Dalla ricerca, condotta dal CeRTA (Centro di Ricerca sulla Televisione e gli Audiovisivi) dell'Università Cattolica di Milano, è emerso che esiste una vera e propria crisi del prodotto telefilm con un unico genere "sopravvissuto", quello detto procedural o, più semplicemente, poliziesco. Appartegono infatti a questo genere il 66,7% delle serie trasmesse in Italia in prime time nell'ultima stagione. E anche gli ascolti non fanno ben sperare, con la media di share scesa fin sotto il 10% (9,8%).
Secondo Giorgio Buscaglia la scelta dei telefilm "procedural" è a monte: «Negli USA il filone del crime, quasi tutto targato CBS, è l'unico che soddisfa in pieno le attese, contrariamente a quanto fa invece il comedy, di sponda ABC, che va un po' più a rilento».
A rincarare la dose sulle strategie italiane ci pensa però Carlo Freccero: per il direttore di Rai 4 «le tv generaliste mancano di editorialità, che invece rappresenta la forza dei canali di casa Fox o Mediaset Premium». Non si può infatti confondere, ad esempio, Fox Life con Fox Crime, né è immaginabile che un prodotto seriale possa rimbalzare da una rete all'altra, come invece accade continuamente nei canali generalisti, privi di una identità distintiva: «la colpa è del coordinamento palinsesto che, anziché differenziare, uniforma». Sulla predominanza del genere procedural, Freccero ha efficacemente sintetizzato dicendo che il filone CBS, citato prima da Buscaglia, ha di fatto preso il posto di Derrick sulle generaliste.
Proprio nella via della differenziazione tra canali è il lavoro di Fabrizio Salini del gruppo Fox, che ha di recente dato vita ad un nuovo posizionamento per FX, dove adesso vengono collocate «le serie più sofisticate, differenti e meno viste». Ma ciò non è un problema perché quello che conta per loro non è il mero valore numerico ma la qualità del target.
Diverso il ragionamento di Luca Tiraboschi che ha risposto a Freccero ribadendo che «il coordinamento palinsesti in Mediaset funziona in modo efficace». Sulla crisi del telefilm le cause sarebbero da ricercare nel mutato scenario competitivo, poiché le reti che programmano serialità sono cresciute a dismisura (ancor più con il graduale passaggio al digitale), ma anche dell'usura cui è sottoposto il prodotto, che prima di arrivare alla generalista passa dal pay e dall'home video, e poi anche del download illegale. «Se quei 450-500mila spettatori che scelgono altre vie di visione tornassero alla generalista - riassume Tiraboschi - non parleremmo più di crisi ma anzi di una rinascita». Non esente da colpe anche la qualità stessa dei telefilm più recenti, non più all'altezza delle precedenti stagioni: «oggi sono tanti i titoli che scimmiottano le serie più riusciti, ma non basta essere tutti medici o poliziotti».
Concorde su quest'ultima considerazione si è mostrato Carlo Panzeri, vicedirettore di Rete 4, che ha usato la parola "ciclicità" per descrivere l'andamento del prodotto telefilm: «ci sono anni con tantissime serie interessanti e anni, come l'ultimo, senza titoli di spicco se non i nuovi episodi di serie già consolidate». Gli ascolti seguono questo ciclo, che può essere messo in discussione con la frammentazione del digitale che Panzeri giudica «vantaggiosa».
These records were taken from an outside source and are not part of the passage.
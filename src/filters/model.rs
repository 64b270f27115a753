use std::collections::BTreeSet;
use std::fmt::{Display, Formatter};
use std::str::FromStr;
use strum::{EnumIter, EnumMessage, EnumString, IntoEnumIterator, IntoStaticStr};

#[derive(
    Debug, Clone, Copy, PartialEq, Eq, PartialOrd, Ord, Hash, EnumString, IntoStaticStr, EnumIter, EnumMessage,
)]
#[strum(serialize_all = "snake_case")]
pub enum Genre {
    #[strum(message = "Rock")]
    Rock,
    #[strum(message = "Pop")]
    Pop,
    #[strum(message = "Jazz")]
    Jazz,
    #[strum(message = "Rap")]
    Rap,
    #[strum(message = "Électro")]
    Electro,
    #[strum(message = "Classique")]
    Classique,
    #[strum(message = "Métal")]
    Metal,
    #[strum(message = "Reggae")]
    Reggae,
}

impl Genre {
    /// Lowercase spellings searched for in keywords and titles
    pub fn match_terms(&self) -> &'static [&'static str] {
        match self {
            Genre::Rock => &["rock"],
            Genre::Pop => &["pop"],
            Genre::Jazz => &["jazz"],
            Genre::Rap => &["rap", "hip-hop", "hip hop"],
            Genre::Electro => &["électro", "electro"],
            Genre::Classique => &["classique"],
            Genre::Metal => &["métal", "metal"],
            Genre::Reggae => &["reggae"],
        }
    }
}

#[derive(
    Debug, Clone, Copy, PartialEq, Eq, PartialOrd, Ord, Hash, EnumString, IntoStaticStr, EnumIter, EnumMessage,
)]
#[strum(serialize_all = "snake_case")]
pub enum EventType {
    #[strum(message = "Concert")]
    Concert,
    #[strum(message = "Festival")]
    Festival,
}

impl EventType {
    pub fn match_terms(&self) -> &'static [&'static str] {
        match self {
            EventType::Concert => &["concert"],
            EventType::Festival => &["festival"],
        }
    }
}

#[derive(
    Debug, Clone, Copy, PartialEq, Eq, PartialOrd, Ord, Hash, EnumString, IntoStaticStr, EnumIter, EnumMessage,
)]
#[strum(serialize_all = "snake_case")]
pub enum DateBucket {
    #[strum(message = "Aujourd'hui")]
    Today,
    #[strum(message = "Cette semaine")]
    ThisWeek,
    #[strum(message = "Ce mois-ci")]
    ThisMonth,
    #[strum(message = "Plus tard")]
    Later,
}

/// Maximum distance from the user, or no limit at all
#[derive(Debug, Clone, Copy, PartialEq, Eq, PartialOrd, Ord, Hash)]
pub enum DistanceBucket {
    Within(u32),
    Any,
}

pub const DISTANCE_BUCKETS: [DistanceBucket; 5] = [
    DistanceBucket::Within(1),
    DistanceBucket::Within(5),
    DistanceBucket::Within(10),
    DistanceBucket::Within(25),
    DistanceBucket::Any,
];

impl DistanceBucket {
    pub fn label(&self) -> String {
        match self {
            DistanceBucket::Within(km) => format!("{} km", km),
            DistanceBucket::Any => "Peu importe".to_string(),
        }
    }
}

impl Display for DistanceBucket {
    fn fmt(&self, f: &mut Formatter<'_>) -> std::fmt::Result {
        match self {
            DistanceBucket::Within(km) => write!(f, "{}", km),
            DistanceBucket::Any => write!(f, "any"),
        }
    }
}

impl FromStr for DistanceBucket {
    type Err = FacetParseError;

    fn from_str(s: &str) -> Result<Self, Self::Err> {
        match s.trim() {
            "any" => Ok(DistanceBucket::Any),
            km => km
                .parse()
                .map(DistanceBucket::Within)
                .map_err(|_| FacetParseError(s.to_string())),
        }
    }
}

/// One selectable value of one facet, identified as `<facet>:<bucket>` (e.g. `genre:rock`)
#[derive(Debug, Clone, Copy, PartialEq, Eq, PartialOrd, Ord, Hash)]
pub enum Facet {
    Genre(Genre),
    Type(EventType),
    Date(DateBucket),
    Distance(DistanceBucket),
}

impl Facet {
    /// Every selectable value, in filter drawer order
    pub fn all() -> Vec<Facet> {
        Genre::iter()
            .map(Facet::Genre)
            .chain(EventType::iter().map(Facet::Type))
            .chain(DateBucket::iter().map(Facet::Date))
            .chain(DISTANCE_BUCKETS.into_iter().map(Facet::Distance))
            .collect()
    }

    pub fn label(&self) -> String {
        match self {
            Facet::Genre(genre) => genre.get_message().unwrap_or_default().to_string(),
            Facet::Type(event_type) => event_type.get_message().unwrap_or_default().to_string(),
            Facet::Date(bucket) => bucket.get_message().unwrap_or_default().to_string(),
            Facet::Distance(bucket) => bucket.label(),
        }
    }
}

impl Display for Facet {
    fn fmt(&self, f: &mut Formatter<'_>) -> std::fmt::Result {
        match self {
            Facet::Genre(genre) => write!(f, "genre:{}", <&str>::from(genre)),
            Facet::Type(event_type) => write!(f, "type:{}", <&str>::from(event_type)),
            Facet::Date(bucket) => write!(f, "date:{}", <&str>::from(bucket)),
            Facet::Distance(bucket) => write!(f, "distance:{}", bucket),
        }
    }
}

impl FromStr for Facet {
    type Err = FacetParseError;

    fn from_str(s: &str) -> Result<Self, Self::Err> {
        let error = || FacetParseError(s.to_string());
        let (facet, value) = s.split_once(':').ok_or_else(error)?;

        match facet {
            "genre" => value.parse().map(Facet::Genre).map_err(|_| error()),
            "type" => value.parse().map(Facet::Type).map_err(|_| error()),
            "date" => value.parse().map(Facet::Date).map_err(|_| error()),
            "distance" => value.parse().map(Facet::Distance).map_err(|_| error()),
            _ => Err(error()),
        }
    }
}

#[derive(Debug, Clone, PartialEq, Eq)]
pub struct FacetParseError(pub String);

impl Display for FacetParseError {
    fn fmt(&self, f: &mut Formatter<'_>) -> std::fmt::Result {
        write!(f, "unknown facet '{}'", self.0)
    }
}

impl std::error::Error for FacetParseError {}

/// Active facets; an empty set means that facet does not filter
#[derive(Debug, Clone, Default, PartialEq, Eq)]
pub struct FilterSelection {
    pub genres: BTreeSet<Genre>,
    pub types: BTreeSet<EventType>,
    pub dates: BTreeSet<DateBucket>,
    pub distances: BTreeSet<DistanceBucket>,
}

impl FilterSelection {
    pub fn is_empty(&self) -> bool {
        self.genres.is_empty()
            && self.types.is_empty()
            && self.dates.is_empty()
            && self.distances.is_empty()
    }

    pub fn contains(&self, facet: Facet) -> bool {
        match facet {
            Facet::Genre(genre) => self.genres.contains(&genre),
            Facet::Type(event_type) => self.types.contains(&event_type),
            Facet::Date(bucket) => self.dates.contains(&bucket),
            Facet::Distance(bucket) => self.distances.contains(&bucket),
        }
    }

    /// Returns whether the facet is active afterwards
    pub fn toggle(&mut self, facet: Facet) -> bool {
        fn flip<T: Ord>(set: &mut BTreeSet<T>, value: T) -> bool {
            if set.remove(&value) {
                false
            } else {
                set.insert(value)
            }
        }

        match facet {
            Facet::Genre(genre) => flip(&mut self.genres, genre),
            Facet::Type(event_type) => flip(&mut self.types, event_type),
            Facet::Date(bucket) => flip(&mut self.dates, bucket),
            Facet::Distance(bucket) => flip(&mut self.distances, bucket),
        }
    }

    pub fn clear(&mut self) {
        *self = Self::default();
    }
}

impl FromIterator<Facet> for FilterSelection {
    fn from_iter<I: IntoIterator<Item = Facet>>(iter: I) -> Self {
        let mut selection = Self::default();

        for facet in iter {
            if !selection.contains(facet) {
                selection.toggle(facet);
            }
        }

        selection
    }
}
E un ruolo fondamentale può averlo il web, non solo visto come illegale: così ha parlato Laura Corbetta, intervenuta a nome di Bonsai Tv, rete con una «forte editorialità e legata ad un target ben preciso». Il web - ha ricordato la Corbetta - cambia il modo di fruire i contenuti, permettendo un accesso non lineare, ormai la norma per i più giovani che non aspettano il passaggio in tv ma lo ricercano loro stessi in rete. Sulla stessa linea anche Marco Leonardi, responsabile di Mediaset Premium, che vede gli sviluppo dell'Over The Top Television come il futuro di quella multicanalità messa in atto dal digitale: «la tv tutta sta cambiando e le reti generaliste saranno costrette a ripensare alla loro natura».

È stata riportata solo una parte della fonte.